Work required => Only the lines from the one that contains "service on a host." through the final line of the entries should be repeated, exactly as written.

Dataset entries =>
Segment Open

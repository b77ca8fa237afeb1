/*
 * Copyright (c) 2025 Dylan Storey
 * Licensed under the Elastic License 2.0.
 * See LICENSE file in the project root for full license text.
 */

mod agents;
mod releases;
mod services;
mod webhooks;

use crate::service::UpdateService;
use axum::Router;

pub fn routes() -> Router<UpdateService> {
    Router::new()
        .merge(agents::routes())
        .merge(releases::routes())
        .merge(services::routes())
        .merge(webhooks::routes())
}
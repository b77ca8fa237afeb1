//! Eitri agent CLI application
//!
//! This module provides the command-line interface for the Eitri agent.

use eitri_agent::cli::{commands, parse_cli, Commands};

#[tokio::main]
async fn main() -> Result<(), Box<dyn std::error::Error>> {
    let cli = parse_cli();

    match cli.command {
        Commands::Start => commands::start().await?,
    }
    Ok(())
}
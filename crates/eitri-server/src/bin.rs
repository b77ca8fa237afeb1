//! Eitri server CLI application
//!
//! This module provides the command-line interface for the Eitri server.
//! It includes functionality for serving the distribution API and for
//! validating topology files.

use eitri_server::cli::{commands, parse_cli, Commands};
use eitri_utils::config::Settings;

#[tokio::main]
async fn main() -> Result<(), Box<dyn std::error::Error>> {
    let cli = parse_cli();

    // Load configuration
    let config = Settings::new(None).expect("Failed to load configuration");

    // Initialize logger
    eitri_utils::logging::init_with_format(&config.log.level, &config.log.format)
        .expect("Failed to initialize logger");

    // Execute the appropriate command
    match cli.command {
        Commands::Serve => commands::serve(&config).await?,
        Commands::CheckTopology { path } => commands::check_topology(&config, path)?,
    }
    Ok(())
}
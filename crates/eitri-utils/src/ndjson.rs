/*
 * Copyright (c) 2025 Dylan Storey
 * Licensed under the Elastic License 2.0.
 * See LICENSE file in the project root for full license text.
 */

//! Newline-delimited JSON framing over a chunked byte stream.
//!
//! Both long-lived stream endpoints (the server-to-agent release stream and
//! the agent-to-server services stream) carry one JSON document per line.
//! Chunk boundaries do not align with line boundaries, so both sides share
//! this buffering helper.

use futures::{Stream, StreamExt};

/// Reads the next complete line from `stream`, buffering partial chunks in
/// `buf` across calls. Blank lines are skipped.
///
/// Returns `Ok(None)` once the stream is exhausted; a trailing unterminated
/// line is returned before the end is reported. Transport errors are passed
/// through unchanged.
pub async fn next_line<S, B, E>(stream: &mut S, buf: &mut Vec<u8>) -> Result<Option<String>, E>
where
    S: Stream<Item = Result<B, E>> + Unpin,
    B: AsRef<[u8]>,
{
    loop {
        if let Some(pos) = buf.iter().position(|&b| b == b'\n') {
            let line: Vec<u8> = buf.drain(..=pos).collect();
            let line = String::from_utf8_lossy(&line[..pos]).trim().to_string();
            if line.is_empty() {
                continue;
            }
            return Ok(Some(line));
        }

        match stream.next().await {
            Some(Ok(chunk)) => buf.extend_from_slice(chunk.as_ref()),
            Some(Err(e)) => return Err(e),
            None => {
                let line = String::from_utf8_lossy(buf).trim().to_string();
                buf.clear();
                if line.is_empty() {
                    return Ok(None);
                }
                return Ok(Some(line));
            }
        }
    }
}

#[cfg(test)]
mod tests {
    use super::*;
    use futures::stream;
    use std::convert::Infallible;

    fn chunks(parts: &[&str]) -> impl Stream<Item = Result<Vec<u8>, Infallible>> + Unpin {
        stream::iter(
            parts
                .iter()
                .map(|p| Ok(p.as_bytes().to_vec()))
                .collect::<Vec<_>>(),
        )
    }

    #[tokio::test]
    async fn test_line_split_across_chunks() {
        let mut s = chunks(&["{\"a\"", ":1}\n{\"b\":2}\n"]);
        let mut buf = Vec::new();

        assert_eq!(
            next_line(&mut s, &mut buf).await.unwrap(),
            Some("{\"a\":1}".to_string())
        );
        assert_eq!(
            next_line(&mut s, &mut buf).await.unwrap(),
            Some("{\"b\":2}".to_string())
        );
        assert_eq!(next_line(&mut s, &mut buf).await.unwrap(), None);
    }

    #[tokio::test]
    async fn test_multiple_lines_in_one_chunk() {
        let mut s = chunks(&["one\ntwo\nthree\n"]);
        let mut buf = Vec::new();

        assert_eq!(next_line(&mut s, &mut buf).await.unwrap().unwrap(), "one");
        assert_eq!(next_line(&mut s, &mut buf).await.unwrap().unwrap(), "two");
        assert_eq!(next_line(&mut s, &mut buf).await.unwrap().unwrap(), "three");
        assert_eq!(next_line(&mut s, &mut buf).await.unwrap(), None);
    }

    #[tokio::test]
    async fn test_trailing_unterminated_line() {
        let mut s = chunks(&["first\nlast"]);
        let mut buf = Vec::new();

        assert_eq!(next_line(&mut s, &mut buf).await.unwrap().unwrap(), "first");
        assert_eq!(next_line(&mut s, &mut buf).await.unwrap().unwrap(), "last");
        assert_eq!(next_line(&mut s, &mut buf).await.unwrap(), None);
    }

    #[tokio::test]
    async fn test_blank_lines_are_skipped() {
        let mut s = chunks(&["\n\nvalue\n\n"]);
        let mut buf = Vec::new();

        assert_eq!(next_line(&mut s, &mut buf).await.unwrap().unwrap(), "value");
        assert_eq!(next_line(&mut s, &mut buf).await.unwrap(), None);
    }

    #[tokio::test]
    async fn test_error_is_passed_through() {
        let items: Vec<Result<Vec<u8>, String>> =
            vec![Ok(b"ok\n".to_vec()), Err("boom".to_string())];
        let mut s = stream::iter(items);
        let mut buf = Vec::new();

        assert_eq!(next_line(&mut s, &mut buf).await.unwrap().unwrap(), "ok");
        assert_eq!(next_line(&mut s, &mut buf).await.unwrap_err(), "boom");
    }
}
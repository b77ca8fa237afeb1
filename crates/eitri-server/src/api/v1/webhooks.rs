/*
 * Copyright (c) 2025 Dylan Storey
 * Licensed under the Elastic License 2.0.
 * See LICENSE file in the project root for full license text.
 */

use crate::service::UpdateService;
use axum::{extract::State, http::StatusCode, routing::post, Json, Router};
use eitri_models::models::releases::GithubReleaseEvent;
use eitri_utils::logging::prelude::*;

pub fn routes() -> Router<UpdateService> {
    Router::new().route("/webhooks/github", post(github_release))
}

/// Accepts GitHub release webhooks. Every well-formed payload is accepted;
/// events that match no configured package are dropped after logging, so
/// the sender never sees retries for topology mismatches.
async fn github_release(
    State(service): State<UpdateService>,
    Json(event): Json<GithubReleaseEvent>,
) -> StatusCode {
    if let Some(action) = &event.action {
        if action != "published" {
            debug!("ignoring github release action '{}'", action);
            return StatusCode::ACCEPTED;
        }
    }
    service.propagate_release(&event);
    StatusCode::ACCEPTED
}
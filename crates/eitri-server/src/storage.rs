/*
 * Copyright (c) 2025 Dylan Storey
 * Licensed under the Elastic License 2.0.
 * See LICENSE file in the project root for full license text.
 */

//! Persistence seam for the update service.
//!
//! The service records which devices have registered and what services
//! each one last reported. Durable storage lives behind the [`Storage`]
//! trait so deployments can bring their own backend; [`MemoryStorage`]
//! covers single-process deployments and tests.

use std::collections::HashMap;
use std::sync::Mutex;
use thiserror::Error;

#[derive(Debug, Error)]
pub enum StorageError {
    #[error("storage backend failure: {0}")]
    Backend(String),
}

/// A service sighting attributed to a registered device. Container
/// sightings also carry the runtime identity of the container; service
/// manager sightings leave those fields empty.
#[derive(Debug, Clone, PartialEq)]
pub struct TrackedService {
    pub id: i64,
    pub device_id: i64,
    pub name: String,
    pub status: String,
    pub container_id: Option<String>,
    pub container_image: Option<String>,
    pub last_seen: chrono::DateTime<chrono::Utc>,
}

/// Insert payload for a first sighting.
#[derive(Debug, Clone)]
pub struct NewTrackedService {
    pub device_id: i64,
    pub name: String,
    pub status: String,
    pub container_id: Option<String>,
    pub container_image: Option<String>,
    pub last_seen: chrono::DateTime<chrono::Utc>,
}

/// Backend-agnostic persistence operations used by the update service.
///
/// All methods are synchronous; callers on async paths should keep
/// individual operations short or move them off the runtime threads.
pub trait Storage: Send + Sync {
    /// Looks up a boolean settings flag; `None` means the backend carries
    /// no opinion and the caller applies its default.
    fn get_setting(&self, key: &str) -> Result<Option<bool>, StorageError>;

    /// Service-manager unit names agents should watch.
    fn watched_services(&self) -> Result<Vec<String>, StorageError>;

    /// Records a device registration. Registering the same hostname again
    /// is not an error.
    fn add_device(&self, hostname: &str) -> Result<i64, StorageError>;

    /// Resolves a hostname to its device id, if the device has registered.
    fn resolve_device(&self, hostname: &str) -> Result<Option<i64>, StorageError>;

    /// Finds an existing tracked service row for a device by service name.
    fn find_tracked_service(
        &self,
        device_id: i64,
        name: &str,
    ) -> Result<Option<i64>, StorageError>;

    fn insert_tracked_service(&self, service: NewTrackedService) -> Result<i64, StorageError>;

    fn update_tracked_service(
        &self,
        id: i64,
        status: &str,
        last_seen: chrono::DateTime<chrono::Utc>,
    ) -> Result<(), StorageError>;
}

#[derive(Default)]
struct MemoryState {
    settings: HashMap<String, bool>,
    watched: Vec<String>,
    devices: HashMap<String, i64>,
    services: HashMap<i64, TrackedService>,
    next_id: i64,
}

/// In-memory [`Storage`] backend.
#[derive(Default)]
pub struct MemoryStorage {
    state: Mutex<MemoryState>,
}

impl MemoryStorage {
    pub fn new() -> Self {
        Self::default()
    }

    /// Pre-populates a settings flag.
    pub fn seed_setting(&self, key: &str, value: bool) {
        let mut state = self.state.lock().unwrap();
        state.settings.insert(key.to_string(), value);
    }

    /// Pre-populates the watched service list.
    pub fn seed_watched_services(&self, services: Vec<String>) {
        let mut state = self.state.lock().unwrap();
        state.watched = services;
    }

    /// Snapshot of every tracked service row, for inspection in tests.
    pub fn list_tracked_services(&self) -> Vec<TrackedService> {
        let state = self.state.lock().unwrap();
        let mut rows: Vec<TrackedService> = state.services.values().cloned().collect();
        rows.sort_by_key(|row| row.id);
        rows
    }
}

impl MemoryState {
    fn allocate_id(&mut self) -> i64 {
        self.next_id += 1;
        self.next_id
    }
}

impl Storage for MemoryStorage {
    fn get_setting(&self, key: &str) -> Result<Option<bool>, StorageError> {
        let state = self.state.lock().unwrap();
        Ok(state.settings.get(key).copied())
    }

    fn watched_services(&self) -> Result<Vec<String>, StorageError> {
        let state = self.state.lock().unwrap();
        Ok(state.watched.clone())
    }

    fn add_device(&self, hostname: &str) -> Result<i64, StorageError> {
        let mut state = self.state.lock().unwrap();
        if let Some(id) = state.devices.get(hostname) {
            return Ok(*id);
        }
        let id = state.allocate_id();
        state.devices.insert(hostname.to_string(), id);
        Ok(id)
    }

    fn resolve_device(&self, hostname: &str) -> Result<Option<i64>, StorageError> {
        let state = self.state.lock().unwrap();
        Ok(state.devices.get(hostname).copied())
    }

    fn find_tracked_service(
        &self,
        device_id: i64,
        name: &str,
    ) -> Result<Option<i64>, StorageError> {
        let state = self.state.lock().unwrap();
        Ok(state
            .services
            .values()
            .find(|row| row.device_id == device_id && row.name == name)
            .map(|row| row.id))
    }

    fn insert_tracked_service(&self, service: NewTrackedService) -> Result<i64, StorageError> {
        let mut state = self.state.lock().unwrap();
        let id = state.allocate_id();
        state.services.insert(
            id,
            TrackedService {
                id,
                device_id: service.device_id,
                name: service.name,
                status: service.status,
                container_id: service.container_id,
                container_image: service.container_image,
                last_seen: service.last_seen,
            },
        );
        Ok(id)
    }

    fn update_tracked_service(
        &self,
        id: i64,
        status: &str,
        last_seen: chrono::DateTime<chrono::Utc>,
    ) -> Result<(), StorageError> {
        let mut state = self.state.lock().unwrap();
        match state.services.get_mut(&id) {
            Some(row) => {
                row.status = status.to_string();
                row.last_seen = last_seen;
                Ok(())
            }
            None => Err(StorageError::Backend(format!(
                "no tracked service with id {}",
                id
            ))),
        }
    }
}

#[cfg(test)]
mod tests {
    use super::*;

    #[test]
    fn test_device_registration_is_idempotent() {
        let storage = MemoryStorage::new();
        let first = storage.add_device("node-1").unwrap();
        let second = storage.add_device("node-1").unwrap();
        assert_eq!(first, second);

        let other = storage.add_device("node-2").unwrap();
        assert_ne!(first, other);
    }

    #[test]
    fn test_resolve_unknown_device() {
        let storage = MemoryStorage::new();
        assert_eq!(storage.resolve_device("ghost").unwrap(), None);
    }

    #[test]
    fn test_settings_default_to_none() {
        let storage = MemoryStorage::new();
        assert_eq!(storage.get_setting("subscribe_to_containers").unwrap(), None);

        storage.seed_setting("subscribe_to_containers", false);
        assert_eq!(
            storage.get_setting("subscribe_to_containers").unwrap(),
            Some(false)
        );
    }

    #[test]
    fn test_tracked_service_lifecycle() {
        let storage = MemoryStorage::new();
        let device_id = storage.add_device("node-1").unwrap();

        assert_eq!(
            storage.find_tracked_service(device_id, "nginx").unwrap(),
            None
        );

        let seen = chrono::Utc::now();
        let id = storage
            .insert_tracked_service(NewTrackedService {
                device_id,
                name: "nginx".to_string(),
                status: "running".to_string(),
                container_id: Some("abc123".to_string()),
                container_image: Some("nginx:latest".to_string()),
                last_seen: seen,
            })
            .unwrap();

        assert_eq!(
            storage.find_tracked_service(device_id, "nginx").unwrap(),
            Some(id)
        );

        let later = seen + chrono::Duration::seconds(30);
        storage.update_tracked_service(id, "exited", later).unwrap();

        let rows = storage.list_tracked_services();
        assert_eq!(rows.len(), 1);
        assert_eq!(rows[0].status, "exited");
        assert_eq!(rows[0].last_seen, later);
        // Updates touch status and last-seen only; identity is kept.
        assert_eq!(rows[0].container_id.as_deref(), Some("abc123"));
        assert_eq!(rows[0].container_image.as_deref(), Some("nginx:latest"));
    }

    #[test]
    fn test_update_missing_row_fails() {
        let storage = MemoryStorage::new();
        assert!(storage
            .update_tracked_service(99, "running", chrono::Utc::now())
            .is_err());
    }
}
// src/models/services.rs

use chrono::{DateTime, Utc};
use serde::{Deserialize, Serialize};

/// One frame on the service-status reporting stream: everything a host
/// observed about its services at one sampling instant.
#[derive(Debug, Clone, Serialize, Deserialize)]
pub struct ServicesReport {
    pub hostname: String,
    pub timestamp: DateTime<Utc>,
    #[serde(default)]
    pub services: Vec<ServiceStatus>,
}

/// Status of a single service on a host.
#[derive(Debug, Clone, Serialize, Deserialize, PartialEq)]
pub struct ServiceStatus {
    pub name: String,
    #[serde(flatten)]
    pub detail: ServiceDetail,
}

/// Kind-specific status fields. Exactly one variant per entry; consumers
/// match exhaustively where they need kind-specific data.
#[derive(Debug, Clone, Serialize, Deserialize, PartialEq)]
#[serde(tag = "kind", rename_all = "snake_case")]
pub enum ServiceDetail {
    /// A container reported by the container runtime.
    Container {
        id: String,
        image: String,
        #[serde(default)]
        command: String,
        #[serde(default)]
        created: i64,
        #[serde(default)]
        ports: Vec<u32>,
        state: String,
        status: String,
    },
    /// A unit reported by the host's service manager.
    ServiceManager {
        #[serde(default)]
        description: String,
        load_state: String,
        active_state: String,
    },
}

impl ServiceDetail {
    /// The single status string persisted for this entry: the container
    /// status line, or the service manager's active state.
    pub fn status(&self) -> &str {
        match self {
            ServiceDetail::Container { status, .. } => status,
            ServiceDetail::ServiceManager { active_state, .. } => active_state,
        }
    }
}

Segment Closed

Exercise output =>
/// Status of a single service on a host.
#[derive(Debug, Clone, Serialize, Deserialize, PartialEq)]
pub struct ServiceStatus {
    pub name: String,
    #[serde(flatten)]
    pub detail: ServiceDetail,
}

/// Kind-specific status fields. Exactly one variant per entry; consumers
/// match exhaustively where they need kind-specific data.
#[derive(Debug, Clone, Serialize, Deserialize, PartialEq)]
#[serde(tag = "kind", rename_all = "snake_case")]
pub enum ServiceDetail {
    /// A container reported by the container runtime.
    Container {
        id: String,
        image: String,
        #[serde(default)]
        command: String,
        #[serde(default)]
        created: i64,
        #[serde(default)]
        ports: Vec<u32>,
        state: String,
        status: String,
    },
    /// A unit reported by the host's service manager.
    ServiceManager {
        #[serde(default)]
        description: String,
        load_state: String,
        active_state: String,
    },
}

impl ServiceDetail {
    /// The single status string persisted for this entry: the container
    /// status line, or the service manager's active state.
    pub fn status(&self) -> &str {
        match self {
            ServiceDetail::Container { status, .. } => status,
            ServiceDetail::ServiceManager { active_state, .. } => active_state,
        }
    }
}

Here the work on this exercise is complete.